EXERCISE AIM
In the records that follow, locate every line with "metrics" and extract it.

=== RECORDS FOR THIS TASK ===

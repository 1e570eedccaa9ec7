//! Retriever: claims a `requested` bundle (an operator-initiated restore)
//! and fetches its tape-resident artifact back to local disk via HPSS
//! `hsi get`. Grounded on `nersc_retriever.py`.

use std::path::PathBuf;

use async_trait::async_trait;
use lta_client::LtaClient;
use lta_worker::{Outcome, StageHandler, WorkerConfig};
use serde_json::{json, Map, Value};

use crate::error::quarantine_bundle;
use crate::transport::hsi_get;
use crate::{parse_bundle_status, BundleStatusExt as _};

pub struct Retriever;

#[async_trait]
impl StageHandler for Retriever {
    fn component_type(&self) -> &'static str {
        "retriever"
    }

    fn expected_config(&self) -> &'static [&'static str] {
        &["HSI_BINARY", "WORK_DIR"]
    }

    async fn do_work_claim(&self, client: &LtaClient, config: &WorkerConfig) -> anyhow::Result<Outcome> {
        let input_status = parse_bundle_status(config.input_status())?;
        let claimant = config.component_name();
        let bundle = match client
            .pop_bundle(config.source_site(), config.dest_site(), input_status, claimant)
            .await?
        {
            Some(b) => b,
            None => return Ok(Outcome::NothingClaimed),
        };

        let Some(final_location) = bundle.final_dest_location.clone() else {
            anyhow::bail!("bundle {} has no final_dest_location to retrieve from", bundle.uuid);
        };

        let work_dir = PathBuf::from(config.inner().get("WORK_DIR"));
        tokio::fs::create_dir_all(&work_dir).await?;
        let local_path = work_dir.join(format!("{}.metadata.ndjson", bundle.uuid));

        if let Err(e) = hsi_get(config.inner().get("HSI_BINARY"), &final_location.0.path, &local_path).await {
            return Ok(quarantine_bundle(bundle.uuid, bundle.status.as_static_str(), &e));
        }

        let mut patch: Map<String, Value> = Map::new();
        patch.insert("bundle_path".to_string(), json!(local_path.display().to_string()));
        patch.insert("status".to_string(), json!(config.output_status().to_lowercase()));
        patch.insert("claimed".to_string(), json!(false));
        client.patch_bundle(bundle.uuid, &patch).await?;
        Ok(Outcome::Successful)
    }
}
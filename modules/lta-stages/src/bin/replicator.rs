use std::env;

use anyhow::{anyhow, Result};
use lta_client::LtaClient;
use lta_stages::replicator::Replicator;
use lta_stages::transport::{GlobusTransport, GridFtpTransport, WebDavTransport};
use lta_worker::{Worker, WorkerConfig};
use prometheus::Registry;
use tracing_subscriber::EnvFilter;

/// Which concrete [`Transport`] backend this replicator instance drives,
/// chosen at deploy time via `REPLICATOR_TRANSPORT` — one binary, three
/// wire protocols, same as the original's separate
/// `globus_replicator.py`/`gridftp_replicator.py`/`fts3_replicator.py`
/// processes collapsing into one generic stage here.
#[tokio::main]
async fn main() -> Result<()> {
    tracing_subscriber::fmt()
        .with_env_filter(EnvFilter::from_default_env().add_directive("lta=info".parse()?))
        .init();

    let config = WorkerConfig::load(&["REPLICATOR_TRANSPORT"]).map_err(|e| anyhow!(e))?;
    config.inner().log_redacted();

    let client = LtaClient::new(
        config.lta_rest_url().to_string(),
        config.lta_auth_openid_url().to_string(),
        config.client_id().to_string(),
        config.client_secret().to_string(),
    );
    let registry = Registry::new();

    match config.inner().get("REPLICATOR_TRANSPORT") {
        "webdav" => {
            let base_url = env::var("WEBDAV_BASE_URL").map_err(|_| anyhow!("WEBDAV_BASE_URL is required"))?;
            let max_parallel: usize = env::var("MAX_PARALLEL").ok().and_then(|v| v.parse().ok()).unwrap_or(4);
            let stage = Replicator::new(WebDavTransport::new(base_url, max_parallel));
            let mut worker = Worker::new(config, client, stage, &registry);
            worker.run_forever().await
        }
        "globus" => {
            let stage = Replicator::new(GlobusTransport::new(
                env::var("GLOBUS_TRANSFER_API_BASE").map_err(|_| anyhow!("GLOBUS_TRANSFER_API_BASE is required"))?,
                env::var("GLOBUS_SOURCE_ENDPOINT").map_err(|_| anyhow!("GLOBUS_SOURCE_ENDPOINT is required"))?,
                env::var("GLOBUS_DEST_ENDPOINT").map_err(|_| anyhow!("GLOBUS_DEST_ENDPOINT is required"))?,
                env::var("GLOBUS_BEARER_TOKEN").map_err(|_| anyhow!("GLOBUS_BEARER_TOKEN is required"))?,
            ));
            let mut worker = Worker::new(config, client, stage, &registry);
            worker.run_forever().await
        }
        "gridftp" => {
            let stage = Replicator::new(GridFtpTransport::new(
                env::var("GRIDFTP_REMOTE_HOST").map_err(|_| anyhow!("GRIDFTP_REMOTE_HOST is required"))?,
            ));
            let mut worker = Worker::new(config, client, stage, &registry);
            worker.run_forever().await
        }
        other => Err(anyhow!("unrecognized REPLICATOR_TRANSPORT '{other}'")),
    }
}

===
=== RECORDS FOR THIS TASK ===

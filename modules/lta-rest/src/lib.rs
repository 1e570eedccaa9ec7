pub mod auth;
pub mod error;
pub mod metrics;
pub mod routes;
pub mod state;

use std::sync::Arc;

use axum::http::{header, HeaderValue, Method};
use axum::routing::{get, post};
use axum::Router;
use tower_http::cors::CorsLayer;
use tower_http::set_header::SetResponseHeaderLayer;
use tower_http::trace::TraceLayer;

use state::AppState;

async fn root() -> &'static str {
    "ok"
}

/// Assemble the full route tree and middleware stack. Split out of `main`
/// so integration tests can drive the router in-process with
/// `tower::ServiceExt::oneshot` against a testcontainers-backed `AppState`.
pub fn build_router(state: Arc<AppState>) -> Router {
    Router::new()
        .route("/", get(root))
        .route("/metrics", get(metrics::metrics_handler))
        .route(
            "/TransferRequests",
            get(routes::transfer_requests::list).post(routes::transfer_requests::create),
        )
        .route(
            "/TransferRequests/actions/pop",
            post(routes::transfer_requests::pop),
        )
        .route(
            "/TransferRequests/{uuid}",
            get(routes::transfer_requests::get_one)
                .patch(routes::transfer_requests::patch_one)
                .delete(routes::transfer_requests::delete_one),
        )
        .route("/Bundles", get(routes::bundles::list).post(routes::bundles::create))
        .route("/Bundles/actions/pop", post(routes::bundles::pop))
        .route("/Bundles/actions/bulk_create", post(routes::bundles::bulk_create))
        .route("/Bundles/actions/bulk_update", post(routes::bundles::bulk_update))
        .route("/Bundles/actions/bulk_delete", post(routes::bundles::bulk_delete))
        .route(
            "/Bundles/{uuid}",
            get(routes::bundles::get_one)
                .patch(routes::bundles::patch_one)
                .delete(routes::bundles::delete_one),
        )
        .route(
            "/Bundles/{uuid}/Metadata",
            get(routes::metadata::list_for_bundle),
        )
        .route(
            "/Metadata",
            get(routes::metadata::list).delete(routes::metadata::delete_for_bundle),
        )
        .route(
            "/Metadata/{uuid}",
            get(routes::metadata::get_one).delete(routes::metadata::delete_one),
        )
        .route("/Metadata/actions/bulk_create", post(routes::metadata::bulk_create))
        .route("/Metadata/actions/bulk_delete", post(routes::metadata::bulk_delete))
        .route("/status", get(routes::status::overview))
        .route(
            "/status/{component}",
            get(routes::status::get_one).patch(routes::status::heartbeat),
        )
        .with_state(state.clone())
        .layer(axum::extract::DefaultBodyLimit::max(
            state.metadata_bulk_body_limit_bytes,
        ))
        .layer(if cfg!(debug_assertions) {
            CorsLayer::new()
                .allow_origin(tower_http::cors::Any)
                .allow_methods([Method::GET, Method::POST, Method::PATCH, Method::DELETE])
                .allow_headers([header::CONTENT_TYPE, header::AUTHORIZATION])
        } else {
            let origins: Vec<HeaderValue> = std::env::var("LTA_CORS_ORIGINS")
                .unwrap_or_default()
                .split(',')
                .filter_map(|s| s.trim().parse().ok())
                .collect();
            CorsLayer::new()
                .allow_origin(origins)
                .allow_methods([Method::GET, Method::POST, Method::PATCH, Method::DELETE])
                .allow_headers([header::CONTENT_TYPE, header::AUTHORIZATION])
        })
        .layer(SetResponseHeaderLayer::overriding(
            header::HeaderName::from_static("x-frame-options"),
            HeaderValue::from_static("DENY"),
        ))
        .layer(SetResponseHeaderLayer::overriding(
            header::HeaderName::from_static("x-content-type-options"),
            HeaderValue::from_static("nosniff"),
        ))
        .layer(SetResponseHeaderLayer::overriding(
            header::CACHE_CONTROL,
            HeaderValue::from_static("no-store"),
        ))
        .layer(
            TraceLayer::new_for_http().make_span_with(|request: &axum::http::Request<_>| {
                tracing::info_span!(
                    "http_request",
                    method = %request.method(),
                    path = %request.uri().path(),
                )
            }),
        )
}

===

WORKED SOLUTION
pub mod metrics;
        .route("/metrics", get(metrics::metrics_handler))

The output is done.